Note: Bold words indicate an advantage of the system

CCD

CMOS

When invented

1967

1967

 

Power Consumption

400mW

40 mW

 

Sensitivity to light

excellent

excellent

 

Sensitivity to x rays

high

unknown

 

Cost

high

low

Manufacturing

expensive

inexpensive (?)

 

 

Dynamic Range

excellent

excellent

 

Fixed pattern noise

low

high

Fill factor

higher

lower

Readout

complex

simple

 

Quantum Efficiency

excellent

fair

 

Dark Current

less

more

While the time from image capture to acquisition and display on the monitor is only a few seconds with CCDs, many systems require that the operator go to the monitor for one or several steps before exposing the next area. These steps include trying to adjust the density or contrast before deciding to re-expose. This occurs with some frequency especially with existing AC type machines with older timers. Sometimes the dentist must reorient the image; that is, flip or rotate it, as the detector cannot recognize or separate left from right or upper from lower images. Also the keyboard and mouse need to be covered with a barrier material like clear plastic wrap. This series of steps may take from one to several minutes per image. After using the detector, it must be disinfected with a high level or tuberculocidal agent. Special barrier envelopes are available for detectors which must also cover about 6-8 inches of the cord. CCD detectors are somewhat delicate and must be handled with care, as replacement is expensive. Detectors should preferably be used with DC type intraoral machines with 1/100sec exposure intervals for the shorter exposure times.

" Wired Vs. Wireless " How do they do that?

Unlike the solid state detectors, PSP (photostimulable phosphor) systems are "wireless". Three manufacturers offer imaging systems which use (PSP) plates; Soredex (Helsinki, Finland, DigoraTM), Digident (Israel, CD-DentTM) and Gendex (Milwaukee, WI, DenOptixTM). These plates have no wire to the computer and resemble in every way intraoral film including size, thickness, rigidity and receptor placement. The cost is about $30-$50 per plate.

During the exposure, the phosphors in the plate enter into an excited state proportional to the amount of radiation exposure. However, unlike conventional screen phosphors used in panoramic systems, the PSPs do not immediately fluoresce but only store the image information. The plates must be placed into a scanner ($12-25,000) and excited by a laser which then causes them to fluoresce. The fluorescence is captured as an electronic wave form and converted to a digital image (analog to digital conversion) by the computer. The resultant digital image can then be viewed on a monitor in about 30 seconds to 5.5 minutes depending upon the systems. The time from capture to viewing is one to several minutes and varies with film size or number of films being scanned. The image resolution is from 6 lp/mm to 9 lp/mm depending on the product. PSP plates are not as sensitive to exposure time variations as film because of their wide exposure latitude. This latitude is even greater than the solid state systems.

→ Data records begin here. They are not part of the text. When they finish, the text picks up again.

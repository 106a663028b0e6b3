use std::collections::{BTreeMap, BTreeSet};
use serde::{Serialize, Serializer};
use crate::api::error::{LandingError, Result};
use crate::extensions::tween::Property;
use super::element::{CardIndex, ClassName, Cursor, ElementId, ElementState};

/// Elements every landing page carries besides its cards.
pub const FIXED_ELEMENTS: [ElementId; 8] = [
    ElementId::Body,
    ElementId::CardsSection,
    ElementId::SlotContainer,
    ElementId::SlotBottom,
    ElementId::SlotVoid,
    ElementId::SpeedLines,
    ElementId::BackButton,
    ElementId::GameContent,
];

/// In-memory mirror of the page elements the landing touches.
///
/// Every mutation marks the element dirty; the host drains the dirty set once
/// per frame and writes those elements back to the real document.
#[derive(Debug, Clone, Default, Serialize)]
pub struct PageState {
    #[serde(serialize_with = "serialize_by_selector")]
    elements: BTreeMap<ElementId, ElementState>,
    /// Card indices in document order.
    cards: Vec<CardIndex>,
    #[serde(skip)]
    dirty: BTreeSet<ElementId>,
}

impl PageState {
    /// A page with every fixed element plus the given cards (in document order).
    pub fn standard(cards: impl IntoIterator<Item = CardIndex>) -> Self {
        let cards = cards.into_iter().map(ElementId::Card);
        Self::from_elements(FIXED_ELEMENTS.into_iter().chain(cards))
    }

    /// A page holding exactly the given elements. Cards keep the order they appear in.
    pub fn from_elements(ids: impl IntoIterator<Item = ElementId>) -> Self {
        let mut page = Self::default();
        for id in ids {
            if let ElementId::Card(idx) = id {
                if !page.cards.contains(&idx) {
                    page.cards.push(idx);
                }
            }
            page.elements.entry(id).or_default();
        }
        page
    }

    /// Card indices in document order.
    pub fn cards(&self) -> &[CardIndex] {
        &self.cards
    }

    pub fn contains(&self, id: ElementId) -> bool {
        self.elements.contains_key(&id)
    }

    pub fn get(&self, id: ElementId) -> Option<&ElementState> {
        self.elements.get(&id)
    }

    /// Look up an element that must exist.
    pub fn require(&self, id: ElementId) -> Result<&ElementState> {
        self.elements.get(&id).ok_or(LandingError::MissingElement(id))
    }

    fn require_mut(&mut self, id: ElementId) -> Result<&mut ElementState> {
        let el = self
            .elements
            .get_mut(&id)
            .ok_or(LandingError::MissingElement(id))?;
        self.dirty.insert(id);
        Ok(el)
    }

    // -- Classes --

    pub fn add_class(&mut self, id: ElementId, class: ClassName) -> Result<()> {
        self.require_mut(id)?.classes.insert(class);
        Ok(())
    }

    pub fn remove_class(&mut self, id: ElementId, class: ClassName) -> Result<()> {
        self.require_mut(id)?.classes.remove(&class);
        Ok(())
    }

    pub fn has_class(&self, id: ElementId, class: ClassName) -> bool {
        self.elements
            .get(&id)
            .is_some_and(|el| el.has_class(class))
    }

    /// First card in document order carrying `selected`.
    pub fn selected_card(&self) -> Option<CardIndex> {
        self.cards
            .iter()
            .copied()
            .find(|idx| self.has_class(ElementId::Card(*idx), ClassName::Selected))
    }

    // -- Inline style --

    /// Inline value of an animatable style property, if set.
    pub fn style_value(&self, id: ElementId, prop: Property) -> Option<f32> {
        let style = &self.elements.get(&id)?.style;
        match prop {
            Property::Opacity => style.opacity,
            Property::Top => style.top,
            Property::Left => style.left,
            Property::TranslateX => style.translate_x,
            Property::TranslateY => style.translate_y,
            _ => None,
        }
    }

    /// Set an inline style property. Returns false for properties that are not
    /// CSS-backed (scale, 3D position).
    pub fn set_style(&mut self, id: ElementId, prop: Property, value: f32) -> Result<bool> {
        let style = &mut self.require_mut(id)?.style;
        let slot = match prop {
            Property::Opacity => &mut style.opacity,
            Property::Top => &mut style.top,
            Property::Left => &mut style.left,
            Property::TranslateX => &mut style.translate_x,
            Property::TranslateY => &mut style.translate_y,
            _ => return Ok(false),
        };
        *slot = Some(value);
        Ok(true)
    }

    pub fn set_margin_reset(&mut self, id: ElementId) -> Result<()> {
        self.require_mut(id)?.style.margin_reset = true;
        Ok(())
    }

    pub fn set_cursor(&mut self, cursor: Cursor) -> Result<()> {
        self.require_mut(ElementId::Body)?.style.cursor = Some(cursor);
        Ok(())
    }

    /// Drop every inline override on the element.
    pub fn clear_style(&mut self, id: ElementId) -> Result<()> {
        self.require_mut(id)?.style = Default::default();
        Ok(())
    }

    /// Drop only the inline opacity.
    pub fn clear_opacity(&mut self, id: ElementId) -> Result<()> {
        self.require_mut(id)?.style.opacity = None;
        Ok(())
    }

    // -- Sync --

    /// Elements changed since the last drain, in a stable order.
    pub fn drain_dirty(&mut self) -> Vec<ElementId> {
        std::mem::take(&mut self.dirty).into_iter().collect()
    }

    pub fn is_dirty(&self) -> bool {
        !self.dirty.is_empty()
    }

    /// Debug snapshot of every element's classes and overrides.
    pub fn to_json(&self) -> std::result::Result<String, serde_json::Error> {
        serde_json::to_string(self)
    }
}

/// JSON object keys must be strings, so elements are keyed by selector.
fn serialize_by_selector<S: Serializer>(
    elements: &BTreeMap<ElementId, ElementState>,
    serializer: S,
) -> std::result::Result<S::Ok, S::Error> {
    serializer.collect_map(elements.iter().map(|(id, el)| (id.selector(), el)))
}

So, though they lack the resolution of film or CCD/CMOS systems, they compensate by having an extremely wide exposure latitude (wider gray scale). PSP plates also come in 5 in. X 12. in panoramic and 8 in. X 10 in.cephalometric sizes. The resolution of the image is 6 or 9 lp/mm for the two available systems.

The plates are exactly the same size as the corresponding intraoral film including the thickness (about 1.6 mm.). They are soft and pliant much like film. There is no need to go to the computer between exposures even to check for proper density as the plates will be properly exposed over a wide range of exposure times. However each plate must be shaken out of it's barrier pouch and scanned individually or as a group by the laser scanner and imported into the computer. Thus the total time to process each image can take several minutes. The infection control step is carried out after exposing all of the plates. Each is carefully shaken out of the barrier envelope onto a clean surface, wiped with a disinfectant and then fed into the laser scanner. After use, the plates are placed into new barrier envelopes for the next patient. PSP plates are not delicate and they can be replaced for a fraction of the cost of detectors. Plates may be the system of choice for use with older AC x-ray machines.